Attention Deficit Hyperactivity Disorder is a behavioral disorder typically diagnosed among children. However, adults may also be diagnosed with the condition given they can meet certain criteria. Adult ADHD is a separate branch of ADHD. For children to be diagnosed with ADHD they need to have demonstrated enough symptoms to establish them as being out of their peer specific range of behaviours.
Basically, what that means is that individuals who are identified as suffering from ADHD will have shown significant discrepancies in behaviour when compared to their peers. Sometimes, the condition be traced to hereditary factors while in other cases, the reason may remain unknown. It has been observed that ADHD is more common in boys than in their female counterparts. If there is the slightest suspicion that the child may be exhibiting symptoms of ADHD, a fast referral with a medical professional should be sought.
Broadly speaking there are three areas of behaviour where symptoms of ADHD are most notable:
Inattention: Young individuals who find it challenging to stay focused on task and exhibit fleeting attention may be suffering from the more obvious symptoms of ADHD. These children will typically make careless mistakes, be unable to pay attention to detail and will likely find it very hard to follow through with instructions.
At the same time, their organizational skills are not their strongest skill and they will appear distracted easily. Inattentiveness among children with ADHD symptoms may also include issues like forgetfulness and not seeming to listen when addressed directly.
Hyperactivity: Another common red flag, children will appear extremely restless, will fidget a lot and find it very hard to sit still for prolonged periods of time. Remaining quiet during playtime is difficult for these children and they are inclined to running and climbing excessively. Ranting out of habit is also observed as a common symptom among these children.
Impulsive behavior: Exhibiting impulsive behaviour is very common among children with ADHD. Unable to restrain themselves, such individuals will blurt out answers, do not favor turn taking, and will likely interrupt others when speaking.
There is a specific criteria that needs to be met before a diagnosis for ADHD can be given. Since many of the symptoms appear generic enough, children need to exhibit certain behaviours in different settings consistently before they can be diagnosed.
Depending on the child’s age the criteria also varies. For instance, children younger than the age of seven need to show a minimum of 6 inattention symptoms or 6 of the hyperactivity/ impulsivity symptoms to be diagnosed.

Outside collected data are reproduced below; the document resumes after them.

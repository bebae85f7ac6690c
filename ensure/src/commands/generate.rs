use clap::{Args, Subcommand};
use ensure_core::ExitCleanup;
use eyre::{Context, Result};

use super::load_config;
use crate::{
    ops,
    reports::{Report, TerminalOutput},
};

/// Kept so existing scripts calling `ensure generate mocks` keep working.
#[derive(Args)]
pub struct GenerateCommand {
    #[command(subcommand)]
    target: GenerateTarget,
}

#[derive(Subcommand)]
enum GenerateTarget {
    /// Deprecated, use `ensure mocks generate`
    Mocks(GenerateMocksCommand),
}

#[derive(Args)]
pub struct GenerateMocksCommand {
    /// Generate the mocks one at a time
    #[arg(long)]
    pub disable_parallel: bool,
}

impl GenerateCommand {
    pub fn run(&self, exit_cleanup: &ExitCleanup) -> Result<()> {
        let GenerateTarget::Mocks(cmd) = &self.target;
        tracing::warn!("`ensure generate mocks` is deprecated, use `ensure mocks generate` instead");

        let config = load_config()?;
        let report = ops::generate(
            config,
            exit_cleanup,
            ops::generate::GenerateOptions {
                disable_parallel: cmd.disable_parallel,
                backend: None,
                allow_tidy: false,
            },
        )?;

        report
            .render(&mut TerminalOutput::stdout())
            .wrap_err("failed to write report")?;
        Ok(())
    }
}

These symptoms need to be apparent consistently for a minimum period of six months, be noted in two or more settings, independent of any other concerns. Locations where these symptoms can be noted and raise concerns include home, schools, day cares and other social locations.
Prior to handing out a confirmed diagnosis, parents, teachers and care givers will be consulted by professionals. Any concerns regarding physical, developmental and psychological issues will be evaluated.